2006年6月4日
不人気昆虫 シリアゲムシ
最近よく見るのがシリアゲムシ (Panorpa)。体長3cmになろうかという大きなムシです。都会ではほとんど見ることがないのではないでしょうか。長く伸びた吻(ふん)と、でっぷりとした腹部が特徴の一度見たら忘れられない奴です。よく葉の上で日向ぼっこをしているので、遭遇する頻度は高い。吻の先がどうなっているのか気になるところですね(基本的に採集はしないので細部は確認できない)。
このムシは特徴がいろいろあるのですが、まず歴史が古い、いわゆる生きている化石と云っても過言ではない。化石で出土してくるし、完全変態する昆虫の仲間では最も古い種にあたるそうです。芋虫状の体からまったく違う形に変化させるという劇的な変化をどのように試行錯誤していったのか非常に興味があるところです。
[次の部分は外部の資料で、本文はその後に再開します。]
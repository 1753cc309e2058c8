//! Request-time prediction
//!
//! A [`LoadPredictor`] holds the selected model together with the energy
//! transforms it was trained behind. Both are loaded once and only read
//! afterwards, so a predictor can be shared across request handlers.

use std::path::{Path, PathBuf};

use tracing::{debug, info};

use super::models::{ModelArtifact, ModelKind};
use super::{FeatureMatrix, Regressor};
use crate::data::{Column, Dataset, Frame};
use crate::error::{PipelineError, Result};
use crate::features::{flag_label, Season};
use crate::preprocessing::TransformSet;

/// One record to score, keyed by dataset column names.
#[derive(Debug, Clone, PartialEq)]
pub struct LoadQuery {
    /// Generation and forecast quantities in MW.
    pub quantities: Vec<(String, f64)>,
    pub hour: u32,
    pub day_of_week: u32,
    pub month: u32,
    pub is_weekend: bool,
    pub season: Season,
}

impl LoadQuery {
    /// The query as a one-row engineered frame.
    ///
    /// Generation-mix percentages are not derived here: a request carries
    /// only some of the generation sources, so shares computed over them
    /// would not match the shares seen in training. The predictor fills
    /// those features like any other absent feature.
    pub fn to_frame(&self) -> Result<Frame> {
        let mut frame = Frame::new();
        for (name, value) in &self.quantities {
            frame.push_column(Column::numeric(name.clone(), vec![Some(*value)]))?;
        }
        frame.push_column(Column::numeric("hour", vec![Some(self.hour as f64)]))?;
        frame.push_column(Column::numeric("day_of_week", vec![Some(self.day_of_week as f64)]))?;
        frame.push_column(Column::numeric("month", vec![Some(self.month as f64)]))?;
        frame.push_column(Column::categorical(
            "is_weekend",
            vec![Some(flag_label(self.is_weekend).to_string())],
        ))?;
        frame.push_column(Column::categorical("season", vec![Some(self.season.as_str().to_string())]))?;
        Ok(frame)
    }
}

#[derive(Debug)]
pub struct LoadPredictor {
    model: ModelArtifact,
    transforms: TransformSet,
    source: PathBuf,
}

impl LoadPredictor {
    /// Load the model and the energy transforms, refusing a model that was
    /// trained against a different transform layout.
    pub fn load(model_path: &Path, encoders_dir: &Path) -> Result<Self> {
        let artifact = ModelArtifact::load(model_path)?;
        let transforms = TransformSet::load(encoders_dir, Dataset::Energy)?;

        let expected = transforms.schema_hash();
        if artifact.header.schema_hash != expected {
            return Err(PipelineError::IncompatibleArtifact {
                path: model_path.to_path_buf(),
                reason: format!(
                    "model trained against transform schema {}, encoders are {}",
                    artifact.header.schema_hash, expected
                ),
            });
        }

        info!(
            model = %artifact.payload.spec.kind(),
            features = artifact.payload.feature_names.len(),
            path = %model_path.display(),
            "loaded predictor"
        );
        Ok(Self::from_parts(artifact.payload, transforms, model_path))
    }

    pub fn from_parts(model: ModelArtifact, transforms: TransformSet, source: impl Into<PathBuf>) -> Self {
        Self {
            model,
            transforms,
            source: source.into(),
        }
    }

    pub fn model_kind(&self) -> ModelKind {
        self.model.spec.kind()
    }

    pub fn feature_names(&self) -> &[String] {
        &self.model.feature_names
    }

    pub fn schema_hash(&self) -> String {
        self.transforms.schema_hash()
    }

    /// Predicted actual load in MW.
    pub fn predict(&self, query: &LoadQuery) -> Result<f64> {
        self.predict_frame(&query.to_frame()?)
    }

    fn predict_frame(&self, frame: &Frame) -> Result<f64> {
        let encoded = self.transforms.transform(frame)?;

        // absent features take 0, the training mean after scaling
        let row: Vec<f64> = self
            .model
            .feature_names
            .iter()
            .map(|name| encoded.numeric(name).and_then(|v| v[0]).unwrap_or(0.0))
            .collect();
        let x = FeatureMatrix::from_rows(self.model.feature_names.clone(), &[row])?;

        let scaled = self
            .model
            .model
            .predict(&x)?
            .first()
            .copied()
            .ok_or_else(|| PipelineError::Model("model returned no prediction".to_string()))?;
        let prediction = self
            .transforms
            .scaler
            .inverse_value(&self.model.target, scaled)
            .ok_or_else(|| PipelineError::IncompatibleArtifact {
                path: self.source.clone(),
                reason: format!("encoders have no scaling for target '{}'", self.model.target),
            })?;

        if !prediction.is_finite() {
            return Err(PipelineError::Model(format!(
                "non-finite prediction {} from {}",
                prediction,
                self.model_kind()
            )));
        }
        debug!(prediction, "scored request");
        Ok(prediction)
    }
}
現在の生物学では小さな変化の積み重ね(遺伝子の揺らぎ)が気の遠くなるような世代を経ることによって種の分化をもたらすと考えざるを得ないという方向性なので、完全変態のような大きな変化がどの位の時間をかけて実現されたものなのか、それともなにか特別な要因があったのか、とても興味深い問題です。
数少ないシリアゲムシの幼虫の写真は、全農教の自然観察教室 室内講習会第1回報告というページにありました。
あと、交尾をするためにプレゼントで気を惹くという行動もするらしい。
というようなとても個性あるムシなのですが、なんとも人気がないことこの上ない。Wikipediaでさえ記事が載せられていない。可哀想なので項目新設しておこうかと思う。